RECORDS SHOWN:
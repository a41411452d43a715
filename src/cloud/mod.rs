//! # Cloud Provider Capabilities
//!
//! The narrow set of provider calls the task kinds need, expressed as traits
//! so the engine can run against a real provider client or the in-memory
//! [`MemoryCloud`].
//!
//! ## Key Features
//!
//! - **Capability traits**: [`ComputeApi`], [`ContainerApi`] and
//!   [`OperationSource`] cover networks, managed clusters, node pools and
//!   operation status.
//! - **Injected clients**: a [`CloudClientFactory`] owned by the caller builds
//!   the [`CloudClients`] for one run; nothing is cached process-wide.
//! - **Operation polling**: [`OperationPoller`] waits for asynchronous
//!   mutations to reach a terminal state.

pub mod error;
pub mod memory;
pub mod operation;
pub mod poller;
pub mod utils;

pub use error::{found, CloudError, CloudResult};
pub use memory::MemoryCloud;
pub use operation::{Operation, OperationErrorDetail, OperationRef, OperationScope, OperationStatus};
pub use poller::OperationPoller;

use crate::error::ConvergeResult;
use async_trait::async_trait;
use serde::{Deserialize, Serialize};
use std::fmt;
use std::sync::Arc;

#[derive(Debug, Clone, PartialEq, Eq, Serialize, Deserialize)]
pub struct NetworkInfo {
    pub name: String,
    pub self_link: String,
    pub auto_create_subnetworks: bool,
}

#[derive(Debug, Clone, PartialEq, Eq, Serialize, Deserialize)]
pub struct NetworkRequest {
    pub name: String,
    pub auto_create_subnetworks: bool,
}

#[derive(Debug, Clone, PartialEq, Eq, Default, Serialize, Deserialize)]
pub struct NodeConfig {
    pub machine_type: String,
    pub disk_size_gb: i64,
    pub disk_type: Option<String>,
    pub image_type: Option<String>,
    pub tags: Vec<String>,
    pub oauth_scopes: Vec<String>,
    pub preemptible: bool,
}

#[derive(Debug, Clone, PartialEq, Eq, Serialize, Deserialize)]
pub struct NodePoolInfo {
    pub name: String,
    pub initial_node_count: i64,
    pub config: NodeConfig,
}

#[derive(Debug, Clone, PartialEq, Eq, Serialize, Deserialize)]
pub struct ClusterInfo {
    pub name: String,
    pub zone: String,
    pub self_link: String,
    pub current_master_version: String,
    pub locations: Vec<String>,
    pub network: String,
    pub node_pools: Vec<NodePoolInfo>,
}

#[derive(Debug, Clone, PartialEq, Eq, Serialize, Deserialize)]
pub struct ClusterRequest {
    pub name: String,
    pub network: Option<String>,
    pub initial_cluster_version: Option<String>,
    pub locations: Vec<String>,
    pub node_pools: Vec<NodePoolInfo>,
}

#[derive(Debug, Clone, PartialEq, Eq, Default, Serialize, Deserialize)]
pub struct ClusterUpdate {
    pub desired_master_version: Option<String>,
    pub desired_locations: Option<Vec<String>>,
}

#[async_trait]
pub trait ComputeApi: Send + Sync {
    async fn get_network(&self, project: &str, name: &str) -> CloudResult<NetworkInfo>;

    async fn create_network(&self, project: &str, request: NetworkRequest) -> CloudResult<Operation>;
}

#[async_trait]
pub trait ContainerApi: Send + Sync {
    async fn get_cluster(&self, project: &str, zone: &str, name: &str) -> CloudResult<ClusterInfo>;

    async fn create_cluster(
        &self,
        project: &str,
        zone: &str,
        request: ClusterRequest,
    ) -> CloudResult<Operation>;

    async fn update_cluster(
        &self,
        project: &str,
        zone: &str,
        name: &str,
        update: ClusterUpdate,
    ) -> CloudResult<Operation>;

    async fn get_node_pool(
        &self,
        project: &str,
        zone: &str,
        cluster: &str,
        name: &str,
    ) -> CloudResult<NodePoolInfo>;

    async fn create_node_pool(
        &self,
        project: &str,
        zone: &str,
        cluster: &str,
        pool: NodePoolInfo,
    ) -> CloudResult<Operation>;

    async fn set_node_pool_size(
        &self,
        project: &str,
        zone: &str,
        cluster: &str,
        name: &str,
        node_count: i64,
    ) -> CloudResult<Operation>;
}

/// Fetches the current state of an operation.
#[async_trait]
pub trait OperationSource: Send + Sync {
    async fn get_operation(&self, operation: &OperationRef) -> CloudResult<Operation>;
}

/// Provider clients bound to one project and location.
#[derive(Clone)]
pub struct CloudClients {
    project: String,
    region: String,
    zone: String,
    compute: Arc<dyn ComputeApi>,
    container: Arc<dyn ContainerApi>,
    operations: Arc<dyn OperationSource>,
}

impl CloudClients {
    pub fn new(
        project: impl Into<String>,
        region: impl Into<String>,
        zone: impl Into<String>,
        compute: Arc<dyn ComputeApi>,
        container: Arc<dyn ContainerApi>,
        operations: Arc<dyn OperationSource>,
    ) -> Self {
        Self {
            project: project.into(),
            region: region.into(),
            zone: zone.into(),
            compute,
            container,
            operations,
        }
    }

    pub fn project(&self) -> &str {
        &self.project
    }

    pub fn region(&self) -> &str {
        &self.region
    }

    pub fn zone(&self) -> &str {
        &self.zone
    }

    pub fn compute(&self) -> &dyn ComputeApi {
        self.compute.as_ref()
    }

    pub fn container(&self) -> &dyn ContainerApi {
        self.container.as_ref()
    }

    pub fn operations(&self) -> Arc<dyn OperationSource> {
        Arc::clone(&self.operations)
    }
}

impl fmt::Debug for CloudClients {
    fn fmt(&self, f: &mut fmt::Formatter<'_>) -> fmt::Result {
        f.debug_struct("CloudClients")
            .field("project", &self.project)
            .field("region", &self.region)
            .field("zone", &self.zone)
            .finish()
    }
}

/// Builds provider clients for a location. Owned by whoever starts a run.
pub trait CloudClientFactory: Send + Sync {
    fn clients(&self, project: &str, region: &str, zone: &str) -> ConvergeResult<CloudClients>;
}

EXERCISE DIRECTIONS:
Note each line of the material holding "Send" and copy it out.

RESULT OF THIS TASK:
pub trait ComputeApi: Send + Sync {
pub trait ContainerApi: Send + Sync {
pub trait OperationSource: Send + Sync {
pub trait CloudClientFactory: Send + Sync {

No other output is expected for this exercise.